Doing It in User Space

Usually, the writer of a user-space driver implements a server process, taking over from the kernel the task of being the single agent in charge of hardware control.

THIS_MODULE


Whenever you create a kernel module, the kernel's build machinery generates a struct module object for you, and makes THIS_MODULE point to it. linux/module.h:

struct module {
...
 /* Unique handle for this module */
 char name[MODULE_NAME_LEN];

 /* Sysfs stuff. */
 struct module_kobject mkobj;
 struct module_attribute *modinfo_attrs;
 const char *version;
...
};
This struct contains many fields, some of which can be set with module macros such as MODULE_VERSION.
This example shows how to access that information:

    /* Set by default based on the module file name. */
    pr_info("name    = %s\n", THIS_MODULE->name);
    pr_info("version = %s\n", THIS_MODULE->version);


Summary in an Example

Makefile


KERNELDIR ?= /lib/modules/$(shell uname -r)/build
PWD := $(shell pwd)
obj-m := test.o
test-y := hello.o

default:
 $(MAKE) -C $(KERNELDIR) M=$(PWD) modules

Driver

hello.c:

#include <linux/init.h>
#include <linux/module.h>
MODULE_LICENSE("Dual BSD/GPL");

static int __init hello_init(void)
{
 printk(KERN_ALERT "Hello\n");
 return 0;
}

static void __exit hello_exit(void)
{
 printk(KERN_ALERT "Bye\n");
}

module_init(hello_init);
module_exit(hello_exit);

Test

  • make
  • 
    make -C /lib/modules/4.10.0-42-generic/build M=/home/jerry/ldd/test modules
    make[1]: Entering directory '/usr/src/linux-headers-4.10.0-42-generic'
      CC [M]  /home/jerry/ldd/test/hello.o
      LD [M]  /home/jerry/ldd/test/test.o
      Building modules, stage 2.
      MODPOST 1 modules
      CC      /home/jerry/ldd/test/test.mod.o
      LD [M]  /home/jerry/ldd/test/test.ko
    make[1]: Leaving directory '/usr/src/linux-headers-4.10.0-42-generic'
    
  • Load the driver
  • 
    sudo insmod test.ko
    
  • Unload the driver
  • 
    sudo rmmod test.ko
    
  • debug messages
  • 
    tail /var/log/syslog
    
    Nov 12 10:43:53 jerry-VirtualBox kernel: [  690.923936] Hello
    Nov 12 10:44:00 jerry-VirtualBox kernel: [  697.764152] Bye
    
    

How to load a kernel module automatically at boot time

Config file

The file /etc/modules (or other files in /etc/modules-load.d/) is used if new hardware is added after installation and the hardware requires a kernel module, the system must be configured to load the proper kernel module for the new hardware.

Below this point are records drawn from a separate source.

//! Convergence waiter
//!
//! Blocks a caller until a predicate over a topology snapshot holds or a
//! deadline passes. The predicate is always evaluated against one whole
//! snapshot: first the current one, then every snapshot in which the watched
//! collection changed.

use crate::common::{CoordinatorMetrics, Error, Result};
use crate::coordinator::state::{ClusterState, Replica, ReplicaState};
use crate::coordinator::topology::TopologyModel;
use std::sync::Arc;
use std::time::{Duration, Instant};

/// Deadline used when the requested timeout does not fit in an `Instant`
const FAR_FUTURE: Duration = Duration::from_secs(86400 * 365 * 30);

/// Outcome of a wait
#[derive(Debug, Clone)]
pub struct Convergence {
    pub collection: String,
    /// Satisfying snapshot, or the last one observed before the deadline
    pub state: Arc<ClusterState>,
    pub converged: bool,
    pub elapsed: Duration,
}

impl Convergence {
    /// Turn a missed deadline into `Error::Timeout`.
    pub fn into_result(self) -> Result<Arc<ClusterState>> {
        if self.converged {
            Ok(self.state)
        } else {
            Err(Error::Timeout(format!(
                "collection {} did not converge within {:?}",
                self.collection, self.elapsed
            )))
        }
    }
}

/// Keeps the active waiter gauge honest when a wait is dropped mid-flight
struct ActiveWait<'a>(&'a CoordinatorMetrics);

impl<'a> ActiveWait<'a> {
    fn new(metrics: &'a CoordinatorMetrics) -> Self {
        metrics.active_waiters.inc();
        Self(metrics)
    }
}

impl Drop for ActiveWait<'_> {
    fn drop(&mut self) {
        self.0.active_waiters.dec();
    }
}

pub struct ConvergenceWaiter {
    topology: Arc<TopologyModel>,
    metrics: Arc<CoordinatorMetrics>,
}

impl ConvergenceWaiter {
    pub fn new(topology: Arc<TopologyModel>, metrics: Arc<CoordinatorMetrics>) -> Self {
        Self { topology, metrics }
    }

    /// Wait until `predicate` holds for a snapshot of `collection`.
    pub async fn wait_for<P>(&self, collection: &str, timeout: Duration, mut predicate: P) -> Convergence
    where
        P: FnMut(&ClusterState) -> bool,
    {
        let started = Instant::now();
        let now = tokio::time::Instant::now();
        let deadline = now
            .checked_add(timeout)
            .unwrap_or_else(|| now + FAR_FUTURE);
        let _active = ActiveWait::new(&self.metrics);

        // Subscribe before the first evaluation
        let mut watch = self.topology.watch_collection(collection);
        let mut state = watch.latest();

        let mut converged = predicate(&state);
        while !converged {
            match tokio::time::timeout_at(deadline, watch.changed()).await {
                Ok(Some(next)) => {
                    state = next;
                    converged = predicate(&state);
                }
                Ok(None) | Err(_) => break,
            }
        }

        let elapsed = started.elapsed();
        if !converged {
            self.metrics.waits_timed_out.inc();
            tracing::debug!(collection, ?elapsed, "wait timed out");
        }
        Convergence {
            collection: collection.to_string(),
            state,
            converged,
            elapsed,
        }
    }

    /// Converges once the collection has exactly `expected_shards` shards and
    /// `core_name` is in none of them.
    pub async fn wait_for_replica_absence(
        &self,
        collection: &str,
        core_name: &str,
        expected_shards: usize,
        timeout: Duration,
    ) -> Convergence {
        self.wait_for(collection, timeout, |state| {
            state.collection(collection).is_some_and(|c| {
                c.shard_count() == expected_shards && !c.contains_core(core_name)
            })
        })
        .await
    }

    /// Converges once `core_name` is present in the collection in `wanted`
    /// state (any state if `None`).
    pub async fn wait_for_replica_presence(
        &self,
        collection: &str,
        core_name: &str,
        wanted: Option<ReplicaState>,
        timeout: Duration,
    ) -> Convergence {
        self.wait_for(collection, timeout, |state| {
            state.collection(collection).is_some_and(|c| {
                c.replicas().any(|(_, r)| {
                    r.core_name == core_name && wanted.map_or(true, |w| r.state == w)
                })
            })
        })
        .await
    }

    /// Converges once every replica on a live node is active and every shard
    /// holding such a replica has a leader.
    pub async fn wait_for_recoveries(&self, collection: &str, timeout: Duration) -> Convergence {
        self.wait_for(collection, timeout, |state| {
            let Some(c) = state.collection(collection) else {
                return false;
            };
            c.shards.iter().all(|shard| {
                let mut live = shard.replicas.iter().filter(|r| state.is_live(&r.node_name)).peekable();
                if live.peek().is_none() {
                    return true;
                }
                live.all(|r| r.is_active()) && state.leader(collection, &shard.name).is_some()
            })
        })
        .await
    }

    /// Leader of a shard, waiting up to `timeout` for one to appear.
    pub async fn get_leader_retry(&self, collection: &str, shard: &str, timeout: Duration) -> Result<Replica> {
        let convergence = self
            .wait_for(collection, timeout, |state| state.leader(collection, shard).is_some())
            .await;
        leader_of(&convergence, collection, shard)
    }

    /// Wait for a shard led by something other than `old_core_url`.
    pub async fn wait_for_leader_change(
        &self,
        collection: &str,
        shard: &str,
        old_core_url: &str,
        timeout: Duration,
    ) -> Result<Replica> {
        let convergence = self
            .wait_for(collection, timeout, |state| {
                state
                    .leader(collection, shard)
                    .is_some_and(|l| l.core_url() != old_core_url)
            })
            .await;
        leader_of(&convergence, collection, shard)
    }
}

fn leader_of(convergence: &Convergence, collection: &str, shard: &str) -> Result<Replica> {
    if !convergence.converged {
        return Err(Error::LeaderNotFound {
            collection: collection.to_string(),
            shard: shard.to_string(),
        });
    }
    convergence
        .state
        .leader(collection, shard)
        .cloned()
        .ok_or_else(|| Error::LeaderNotFound {
            collection: collection.to_string(),
            shard: shard.to_string(),
        })
}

Kernel modules can be explicitly listed in files under /etc/modules-load.d/ for systemd to load them during boot. Each configuration file is named in the style of


  /etc/modules-load.d/<program>.conf
  
Configuration files simply contain a list of kernel modules names to load, separated by newlines. Empty lines and lines whose first non-whitespace character is # or ; are ignored. For ex.,
  • /etc/modules-load.d/cups-filters.conf
  • 
    lp
    ppdev
    parport_pc
    
  • /etc/modules-load.d/snap.docker.conf
  • 
    arp_tables
    br_netfilter
    ip6table_filter
    iptable_filter
    overlay
    
To check the status of module loading by systemd:

$ systemctl status systemd-modules-load  
* systemd-modules-load.service - Load Kernel Modules
     Loaded: loaded (/lib/systemd/system/systemd-modules-load.service; static; vendor preset: enabled)
     Active: active (exited) since Thu 2021-02-25 15:14:16 CST; 3 weeks 4 days ago
       Docs: man:systemd-modules-load.service(8)
             man:modules-load.d(5)
   Main PID: 416 (code=exited, status=0/SUCCESS)
      Tasks: 0 (limit: 18771)
     Memory: 0B
     CGroup: /system.slice/systemd-modules-load.service

Feb 25 15:14:16 jerry-NUC10i7FNH systemd-modules-load[416]: Inserted module 'lp'
Feb 25 15:14:16 jerry-NUC10i7FNH systemd-modules-load[416]: Inserted module 'ppdev'
Feb 25 15:14:16 jerry-NUC10i7FNH systemd-modules-load[416]: Inserted module 'parport_pc'
Feb 25 15:14:16 jerry-NUC10i7FNH systemd-modules-load[416]: Inserted module 'arp_tables'
Feb 25 15:14:16 jerry-NUC10i7FNH systemd-modules-load[416]: Inserted module 'br_netfilter'
Feb 25 15:14:16 jerry-NUC10i7FNH systemd-modules-load[416]: Inserted module 'ip6table_filter'
Feb 25 15:14:16 jerry-NUC10i7FNH systemd-modules-load[416]: Inserted module 'iptable_filter'
Feb 25 15:14:16 jerry-NUC10i7FNH systemd-modules-load[416]: Inserted module 'overlay'
Feb 25 15:14:16 jerry-NUC10i7FNH systemd[1]: Finished Load Kernel Modules.
Warning: journal has been rotated since unit was started, output may be incomplete.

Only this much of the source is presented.